Work order -
Every entry, from first to last, must be written out exactly.

Task material -
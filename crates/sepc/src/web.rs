//! Browser backend
//!
//! `StyleHost` over the live page through `web_sys`, for wasm32 builds
//! with the `web` feature.

use wasm_bindgen::JsCast;
use web_sys::{Document, HtmlElement};

use crate::{StyleHost, StyleProperty};

/// The page's document
#[derive(Debug, Clone)]
pub struct WebDocument {
    document: Document,
}

impl WebDocument {
    pub fn new(document: Document) -> Self {
        Self { document }
    }

    /// `window.document`, if running in a window
    pub fn global() -> Option<Self> {
        web_sys::window()?.document().map(Self::new)
    }

    pub fn document(&self) -> &Document {
        &self.document
    }
}

impl StyleHost for WebDocument {
    type Element = HtmlElement;

    fn body(&self) -> Option<HtmlElement> {
        self.document.body()
    }

    fn elements_by_class_name(&self, class_names: &str) -> Vec<HtmlElement> {
        let collection = self.document.get_elements_by_class_name(class_names);
        (0..collection.length())
            .filter_map(|i| collection.item(i))
            // SVG and other non-HTML elements have no inline `style` here
            .filter_map(|element| element.dyn_into::<HtmlElement>().ok())
            .collect()
    }

    fn set_style(&mut self, element: &HtmlElement, property: StyleProperty, value: &str) {
        if let Err(err) = element.style().set_property(property.css_name(), value) {
            tracing::debug!("Browser rejected {}: {} ({:?})", property, value, err);
        }
    }
}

Response -
filename crates/sepc/src/web.rs
//! Browser backend
//!
//! `StyleHost` over the live page through `web_sys`, for wasm32 builds
//! with the `web` feature.

use wasm_bindgen::JsCast;
use web_sys::{Document, HtmlElement};

use crate::{StyleHost, StyleProperty};

/// The page's document
#[derive(Debug, Clone)]
pub struct WebDocument {
    document: Document,
}

impl WebDocument {
    pub fn new(document: Document) -> Self {
        Self { document }
    }

    /// `window.document`, if running in a window
    pub fn global() -> Option<Self> {
        web_sys::window()?.document().map(Self::new)
    }

    pub fn document(&self) -> &Document {
        &self.document
    }
}

impl StyleHost for WebDocument {
    type Element = HtmlElement;

    fn body(&self) -> Option<HtmlElement> {
        self.document.body()
    }

    fn elements_by_class_name(&self, class_names: &str) -> Vec<HtmlElement> {
        let collection = self.document.get_elements_by_class_name(class_names);
        (0..collection.length())
            .filter_map(|i| collection.item(i))
            // SVG and other non-HTML elements have no inline `style` here
            .filter_map(|element| element.dyn_into::<HtmlElement>().ok())
            .collect()
    }

    fn set_style(&mut self, element: &HtmlElement, property: StyleProperty, value: &str) {
        if let Err(err) = element.style().set_property(property.css_name(), value) {
            tracing::debug!("Browser rejected {}: {} ({:?})", property, value, err);
        }
    }
}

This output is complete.